Year 1444 (MCDXLIV) was a leap year starting on Wednesday (link will display the full calendar) of the Julian calendar. It is one of eight years (CE) to contain each Roman numeral once (1000(M)+(-100(C)+500(D))+(-10(X)+50(L))+(-1(I)+5(V)) = 1444.

Events 
 January–December 
 March 2 – The League of Lezhë, an alliance of Albanian principalities, is established in Lezhë; George Kastrioti Skanderbeg is proclaimed commander of the Albanian resistance.
 May 22 – The Treaty of Tours, signed between England and France, secures a truce in the Hundred Years' War for five years.
 June 15 – Cosimo de' Medici founds a public library at San Marco, Florence.
 June 29 – Battle of Torvioll: Skanderbeg defeats an Ottoman army.
 August 6 – A Portuguese fleet of caravels, led by Lançarote de Freitas, lands 235 slaves at Algarve, Portugal. 
 August 15 – The Peace of Szeged is signed between the Turkish Ottoman Empire and Hungary.
 August 26 – Old Zürich War – Battle of St. Jakob an der Birs: Charles VII of France, seeking to send away troublesome troops made idle by the truce with England, sends his son (the Dauphin Louis) with a large army into Switzerland, to support the claims of Frederick III, Holy Roman Emperor. The massively outnumbered Swiss force is destroyed in this battle, but inflict such casualties on the French that they withdraw.
 August – After making peace with the Karamanids, Ottoman Sultan Murad II abdicates in favor of his son Mehmed II.
 November 10 – Battle of Varna: The crusading forces of King Władysław III of Poland and Hungary are defeated by the Turks, under Sultan Murad II. Władysław is killed, ending the Jagiellonian Union of Hungary and Poland.

 Date unknown 
 Constantine XI Palaiologos, as ruler of the Despotate of the Morea, invades the Duchy of Athens (at this time under Florentine control), and forces it to pay tribute and return Thebes to the Byzantine Empire.
 Forces of the Sultan of Egypt fail to take Rhodes from the Knights of Rhodes.
 Portuguese explorers reach the mouth of the rivers Senegal and Gambia.
 The first European slave market for the sale of African slaves, the Mercado de Escravos, opens in Lagos, Portugal.
 A serious fire occurs at Old St Paul's Cathedral in London.
 The Iguvine Tablets are discovered at Gubbio, Italy.
 Stephen II of Moldavia takes as co-ruler his step brother Petru, also brother-in-law to John Hunyadi.

Births 
 January 24 – Galeazzo Maria Sforza, Duke of Milan (d. 1476)
 March 15 – Francesco Gonzaga, Catholic cardinal (d. 1483)
 April 22 – Elizabeth of York, Duchess of Suffolk (d. 1503)
 May 29 – Otto III, Duke of Pomerania-Stettin (1460–1464) (d. 1464)
 June 14 – Nilakantha Somayaji, Indian astronomer-mathematician (d. 1544)
 June 28 – Charlotte, Queen of Cyprus (d. 1487)
 October 18 – John de Mowbray, 4th Duke of Norfolk (d. 1476)

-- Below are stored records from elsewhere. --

//! Wrapper objects shared by every Stripe endpoint.

use std::fmt;
use std::marker::PhantomData;

use serde::de::value::{MapAccessDeserializer, StrDeserializer};
use serde::de::{self, MapAccess, Visitor};
use serde::{Deserialize, Deserializer, Serialize};

/// Stripe list response wrapper.
#[derive(Debug, Clone, PartialEq, Serialize, Deserialize)]
pub struct ListEnvelope<T> {
    /// Data items.
    pub data: Vec<T>,
    /// Whether there are more items.
    #[serde(default)]
    pub has_more: bool,
    /// URL for the list endpoint.
    #[serde(default, skip_serializing_if = "Option::is_none")]
    pub url: Option<String>,
}

impl<T> ListEnvelope<T> {
    /// Build a single page holding `data`.
    #[must_use]
    pub fn new(data: Vec<T>) -> Self {
        Self {
            data,
            has_more: false,
            url: None,
        }
    }

    /// The first item of the page, if any.
    #[must_use]
    pub fn first(&self) -> Option<&T> {
        self.data.first()
    }
}

impl<T> Default for ListEnvelope<T> {
    fn default() -> Self {
        Self::new(Vec::new())
    }
}

/// A field that is either a bare id or, when requested with `expand[]`, the full object.
///
/// A string decodes as the id and an object as `T`. A malformed object keeps
/// the error `T` reported.
#[derive(Debug, Clone, PartialEq, Serialize)]
#[serde(untagged)]
pub enum Expandable<I, T> {
    /// Only the identifier was returned.
    Id(I),
    /// The expanded object.
    Object(Box<T>),
}

impl<I, T> Expandable<I, T> {
    /// The expanded object, if the field was expanded.
    #[must_use]
    pub fn as_object(&self) -> Option<&T> {
        match self {
            Self::Id(_) => None,
            Self::Object(object) => Some(object),
        }
    }
}

impl<'de, I, T> Deserialize<'de> for Expandable<I, T>
where
    I: Deserialize<'de>,
    T: Deserialize<'de>,
{
    fn deserialize<D: Deserializer<'de>>(deserializer: D) -> Result<Self, D::Error> {
        struct ExpandableVisitor<I, T>(PhantomData<fn() -> (I, T)>);

        impl<'de, I, T> Visitor<'de> for ExpandableVisitor<I, T>
        where
            I: Deserialize<'de>,
            T: Deserialize<'de>,
        {
            type Value = Expandable<I, T>;

            fn expecting(&self, f: &mut fmt::Formatter<'_>) -> fmt::Result {
                f.write_str("an id string or an expanded object")
            }

            fn visit_str<E: de::Error>(self, value: &str) -> Result<Self::Value, E> {
                I::deserialize(StrDeserializer::<E>::new(value)).map(Expandable::Id)
            }

            fn visit_map<A: MapAccess<'de>>(self, map: A) -> Result<Self::Value, A::Error> {
                T::deserialize(MapAccessDeserializer::new(map))
                    .map(|object| Expandable::Object(Box::new(object)))
            }
        }

        deserializer.deserialize_any(ExpandableVisitor(PhantomData))
    }
}

/// Stripe API error response.
///
/// Returned in place of the requested object when Stripe rejects a request.
#[derive(Debug, Clone, PartialEq, Serialize, Deserialize)]
pub struct StripeErrorEnvelope {
    /// Error details.
    pub error: StripeErrorDetail,
}

/// Stripe error detail.
#[derive(Debug, Clone, PartialEq, Serialize, Deserialize)]
pub struct StripeErrorDetail {
    /// Error type (`invalid_request_error`, `card_error`, ...).
    #[serde(rename = "type")]
    pub error_type: String,
    /// Human readable message.
    #[serde(default)]
    pub message: Option<String>,
    /// Error code.
    #[serde(default)]
    pub code: Option<String>,
    /// Decline code for card errors.
    #[serde(default)]
    pub decline_code: Option<String>,
    /// Parameter that caused the error.
    #[serde(default)]
    pub param: Option<String>,
    /// Link to Stripe's documentation for this error.
    #[serde(default)]
    pub doc_url: Option<String>,
}

#[cfg(test)]
mod tests {
    use super::*;

    #[test]
    fn list_envelope_defaults_has_more() {
        let list: ListEnvelope<u32> = serde_json::from_str(r#"{"object":"list","data":[1,2]}"#).unwrap();
        assert_eq!(list.data, vec![1, 2]);
        assert!(!list.has_more);
        assert_eq!(list.first(), Some(&1));
    }

    #[test]
    fn expandable_accepts_id_or_object() {
        #[derive(Debug, PartialEq, Deserialize, Serialize)]
        struct Thing {
            id: String,
            name: String,
        }

        let id: Expandable<String, Thing> = serde_json::from_str(r#""thing_1""#).unwrap();
        assert_eq!(id, Expandable::Id("thing_1".to_string()));
        assert!(id.as_object().is_none());

        let object: Expandable<String, Thing> =
            serde_json::from_str(r#"{"id":"thing_1","name":"Blob"}"#).unwrap();
        assert_eq!(object.as_object().map(|t| t.name.as_str()), Some("Blob"));
    }

    #[test]
    fn malformed_expanded_object_keeps_field_error() {
        #[derive(Debug, Deserialize)]
        struct Thing {
            #[allow(dead_code)]
            id: String,
            #[allow(dead_code)]
            name: String,
        }

        let err = serde_json::from_str::<Expandable<String, Thing>>(r#"{"id":"thing_1"}"#)
            .unwrap_err();
        assert!(err.to_string().contains("missing field `name`"), "{err}");

        let err = serde_json::from_str::<Expandable<String, Thing>>("42").unwrap_err();
        assert!(
            err.to_string().contains("an id string or an expanded object"),
            "{err}"
        );
    }

    #[test]
    fn error_envelope_decodes_partial_detail() {
        let envelope: StripeErrorEnvelope = serde_json::from_str(
            r#"{"error":{"type":"invalid_request_error","message":"No such customer: cus_x","param":"id"}}"#,
        )
        .unwrap();
        assert_eq!(envelope.error.error_type, "invalid_request_error");
        assert_eq!(envelope.error.param.as_deref(), Some("id"));
        assert!(envelope.error.code.is_none());
    }
}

 date unknown – Donato Bramante, Italian architect (d. 1514)

Deaths 
 January 8 – Wilhelm II, Count of Henneberg-Schleusingen (b. 1415)
 February 14 – Henriette, Countess of Montbéliard, regent of Württemberg (b. 1387)
 March 9 – Leonardo Bruni, Italian humanist (b. 1374)
 April 26 – Robert Campin, Flemish painter (b. 1378)
 May 20 – Saint Bernardino of Siena, Italian Franciscan missionary (b. 1380)
 May 27 – John Beaufort, 1st Duke of Somerset, English military leader (b. 1404)
 October 15 – Niccolò Piccinino, Italian mercenary (b. 1386)
 November 10 – King Władysław III of Poland (in battle) (b. 1424)
 November 25 – Martin Gouge, French chancellor
 date unknown – Pier Paolo Vergerio the Elder, Italian humanist, statesman, and canon lawyer

Trivia  
 November 11, 1444, set one day after the Battle of Varna, is the start date for grand strategy video game Europa Universalis IV by Paradox Development Studio.